I have not tested the Samsung cell, but is is used in the Keeppower 3000 battery and you can find that in the comparator.
I do not have a 4.35 volt trace, due to a over voltage protection at 4.34 volt.


----------



## 45/70 (Jun 3, 2012)

Ahh, that will work! You did test the Samsung 18650 ICR18650-30A at least here. And somewhere there is a thread with individual graphs for the 30A, which I can't seem to find at the moment.

Dave


----------



## HKJ (Jun 3, 2012)

45/70 said:


> Ahh, that will work! You did test the Samsung 18650 ICR18650-30A at least here. And somewhere there is a thread with individual graphs for the 30A, which I can't seem to find at the moment.

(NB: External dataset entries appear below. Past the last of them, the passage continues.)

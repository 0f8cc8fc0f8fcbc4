use super::money::Amount;
use super::transaction::Transaction;
use chrono::{DateTime, Utc};
use serde::{Deserialize, Serialize};

#[derive(Debug, Clone, Copy, PartialEq, Eq, Hash, Serialize, Deserialize)]
#[serde(rename_all = "SCREAMING_SNAKE_CASE")]
pub enum RefundStatus {
    Processing,
    Success,
    Failed,
}

impl RefundStatus {
    pub fn as_str(&self) -> &'static str {
        match self {
            Self::Processing => "PROCESSING",
            Self::Success => "SUCCESS",
            Self::Failed => "FAILED",
        }
    }
}

#[derive(Debug, Clone, PartialEq, Serialize, Deserialize)]
#[serde(rename_all = "camelCase")]
pub struct Refund {
    pub refund_id: String,
    pub transaction_id: String,
    pub merchant_id: String,
    pub amount: Amount,
    pub currency: String,
    /// The merchant's reason while processing; replaced by the decline
    /// reason when the refund fails.
    pub reason: Option<String>,
    pub status: RefundStatus,
    pub created_at: DateTime<Utc>,
    pub updated_at: DateTime<Utc>,
    pub completed_at: Option<DateTime<Utc>>,
    #[serde(skip)]
    pub version: u64,
}

impl Refund {
    pub fn new(
        refund_id: String,
        tx: &Transaction,
        amount: Amount,
        reason: Option<String>,
        now: DateTime<Utc>,
    ) -> Self {
        Self {
            refund_id,
            transaction_id: tx.transaction_id.clone(),
            merchant_id: tx.merchant_id.clone(),
            amount,
            currency: tx.currency.clone(),
            reason,
            status: RefundStatus::Processing,
            created_at: now,
            updated_at: now,
            completed_at: None,
            version: 0,
        }
    }

    pub fn succeed(&mut self, now: DateTime<Utc>) {
        self.status = RefundStatus::Success;
        self.completed_at = Some(now);
        self.updated_at = now;
    }

    pub fn fail(&mut self, reason: &str, now: DateTime<Utc>) {
        self.status = RefundStatus::Failed;
        self.reason = Some(reason.to_string());
        self.completed_at = Some(now);
        self.updated_at = now;
    }
}

/// Caller-facing view of a refund.
#[derive(Debug, Clone, PartialEq, Serialize)]
#[serde(rename_all = "camelCase")]
pub struct RefundView {
    pub refund_id: String,
    pub transaction_id: String,
    pub amount: Amount,
    pub status: RefundStatus,
    pub message: String,
}

impl RefundView {
    pub fn initiated(refund: &Refund) -> Self {
        Self {
            refund_id: refund.refund_id.clone(),
            transaction_id: refund.transaction_id.clone(),
            amount: refund.amount,
            status: refund.status,
            message: "Refund initiated successfully".to_string(),
        }
    }
}

impl From<&Refund> for RefundView {
    fn from(refund: &Refund) -> Self {
        Self {
            refund_id: refund.refund_id.clone(),
            transaction_id: refund.transaction_id.clone(),
            amount: refund.amount,
            status: refund.status,
            message: refund
                .reason
                .clone()
                .unwrap_or_else(|| "Refund processed".to_string()),
        }
    }
}
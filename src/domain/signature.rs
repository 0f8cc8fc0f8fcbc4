use crate::error::{PaymentError, Result};
use base64::Engine;
use base64::engine::general_purpose::STANDARD;
use hmac::{Hmac, Mac};
use rust_decimal::Decimal;
use sha2::Sha256;

type HmacSha256 = Hmac<Sha256>;

/// `merchantId:orderId:amount:currency`, with the amount in `Decimal`'s
/// canonical display form.
pub fn canonical_string(
    merchant_id: &str,
    order_id: &str,
    amount: Decimal,
    currency: &str,
) -> String {
    format!("{merchant_id}:{order_id}:{amount}:{currency}")
}

fn mac_for(secret: &str, message: &str) -> Result<HmacSha256> {
    let mut mac = HmacSha256::new_from_slice(secret.as_bytes())
        .map_err(|e| PaymentError::internal(format!("invalid signing key: {e}")))?;
    mac.update(message.as_bytes());
    Ok(mac)
}

/// Base64 HMAC-SHA256 of the canonical string under the merchant secret.
pub fn sign(
    merchant_id: &str,
    order_id: &str,
    amount: Decimal,
    currency: &str,
    secret: &str,
) -> Result<String> {
    let message = canonical_string(merchant_id, order_id, amount, currency);
    let mac = mac_for(secret, &message)?;
    Ok(STANDARD.encode(mac.finalize().into_bytes()))
}

/// Checks a supplied signature. The strict base64 decoder accepts exactly one
/// encoding per digest, so this matches string equality with `sign`, compared
/// in constant time.
pub fn verify(
    merchant_id: &str,
    order_id: &str,
    amount: Decimal,
    currency: &str,
    secret: &str,
    signature: &str,
) -> Result<()> {
    let mismatch = || PaymentError::Authentication("Invalid signature".to_string());
    let supplied = STANDARD.decode(signature).map_err(|_| mismatch())?;
    let message = canonical_string(merchant_id, order_id, amount, currency);
    mac_for(secret, &message)?
        .verify_slice(&supplied)
        .map_err(|_| mismatch())
}
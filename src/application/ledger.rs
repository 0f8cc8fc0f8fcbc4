use crate::domain::ledger::{Discrepancy, EntryType, LedgerEntry, Posting, RecordWrites, audit};
use crate::domain::money::{Amount, Balance};
use crate::domain::ports::{ClockRef, LedgerStoreRef, MerchantDirectoryRef};
use crate::error::{PaymentError, Result};
use rust_decimal::Decimal;
use tracing::info;

/// Per-merchant totals derived from the ledger.
#[derive(Debug, Clone, PartialEq)]
pub struct MerchantStatement {
    pub merchant_id: String,
    pub balance: Balance,
    pub credits: Decimal,
    pub debits: Decimal,
    pub entries: usize,
}

/// The only component allowed to move a merchant balance.
///
/// Each credit or debit goes through
/// [`LedgerStore::post`](crate::domain::ports::LedgerStore::post), which updates
/// the balance and appends the entry under one critical section, together with
/// whatever record writes the caller attaches.
#[derive(Clone)]
pub struct Ledger {
    store: LedgerStoreRef,
    merchants: MerchantDirectoryRef,
    clock: ClockRef,
}

impl Ledger {
    pub fn new(store: LedgerStoreRef, merchants: MerchantDirectoryRef, clock: ClockRef) -> Self {
        Self {
            store,
            merchants,
            clock,
        }
    }

    /// Credits a settled payment. The entry references the transaction.
    pub async fn record_credit(
        &self,
        merchant_id: &str,
        amount: Amount,
        currency: &str,
        transaction_id: &str,
        writes: RecordWrites,
    ) -> Result<LedgerEntry> {
        let posting = Posting::credit(merchant_id, amount, currency, transaction_id);
        let entry = self.store.post(posting, writes, self.clock.now()).await?;
        info!(
            merchant_id,
            transaction_id,
            amount = %amount,
            balance_after = %entry.balance_after,
            "recorded credit"
        );
        Ok(entry)
    }

    /// Debits a successful refund. The entry references the refund.
    pub async fn record_debit(
        &self,
        merchant_id: &str,
        amount: Amount,
        currency: &str,
        refund_id: &str,
        transaction_id: &str,
        writes: RecordWrites,
    ) -> Result<LedgerEntry> {
        let posting = Posting::debit(merchant_id, amount, currency, refund_id, transaction_id);
        let entry = self.store.post(posting, writes, self.clock.now()).await?;
        info!(
            merchant_id,
            refund_id,
            transaction_id,
            amount = %amount,
            balance_after = %entry.balance_after,
            "recorded debit"
        );
        Ok(entry)
    }

    /// Entries referencing a transaction ID (its credit) or a refund ID (its
    /// debit).
    pub async fn entries_for_reference(&self, reference_id: &str) -> Result<Vec<LedgerEntry>> {
        self.store.entries_for_reference(reference_id).await
    }

    pub async fn entries_for_transaction(&self, transaction_id: &str) -> Result<Vec<LedgerEntry>> {
        self.store.entries_for_transaction(transaction_id).await
    }

    pub async fn entries_for_merchant(&self, merchant_id: &str) -> Result<Vec<LedgerEntry>> {
        self.store.entries_for_merchant(merchant_id).await
    }

    /// Replays the merchant's entries against its stored balance. An empty
    /// result means the ledger is consistent.
    pub async fn verify_merchant(&self, merchant_id: &str) -> Result<Vec<Discrepancy>> {
        let merchant = self
            .merchants
            .get_merchant(merchant_id)
            .await?
            .ok_or_else(|| PaymentError::NotFound(format!("Merchant not found: {merchant_id}")))?;
        let entries = self.store.entries_for_merchant(merchant_id).await?;
        Ok(audit(&entries, merchant.balance))
    }

    pub async fn statement(&self, merchant_id: &str) -> Result<MerchantStatement> {
        let merchant = self
            .merchants
            .get_merchant(merchant_id)
            .await?
            .ok_or_else(|| PaymentError::NotFound(format!("Merchant not found: {merchant_id}")))?;
        let entries = self.store.entries_for_merchant(merchant_id).await?;

        let mut credits = Decimal::ZERO;
        let mut debits = Decimal::ZERO;
        for e in &entries {
            let total = match e.entry_type {
                EntryType::Credit => &mut credits,
                EntryType::Debit => &mut debits,
            };
            *total = total.checked_add(e.amount.value()).ok_or_else(|| {
                PaymentError::internal(format!("Statement total overflow for {merchant_id}"))
            })?;
        }
        Ok(MerchantStatement {
            merchant_id: merchant.merchant_id,
            balance: merchant.balance,
            credits,
            debits,
            entries: entries.len(),
        })
    }
}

I do not include any old test/batteries in the comparator. That is the 2011 test and I did test slightly different and with some other equipment. My current setup is the most accurate of the setups I have used.
You can find the full 2011 test with all curves on my website and also a 2010 test.


----------



## RedForest UK (Jun 3, 2012)

gopajti said:


> Fenix use BAK cell
> 
> http://www.bak.com.cn/main.aspx
> http://www.bak.com.cn/quality.aspx


----------



## gopajti (Jun 3, 2012)

Yes.. Fenix use BAK li-ion battery. This is an official information from Fenix.


----------



## Changchung (Jun 3, 2012)

I never ear about this BAK brand...


----------



## jasonck08 (Jun 4, 2012)

Changchung said:


> I never ear about this BAK brand...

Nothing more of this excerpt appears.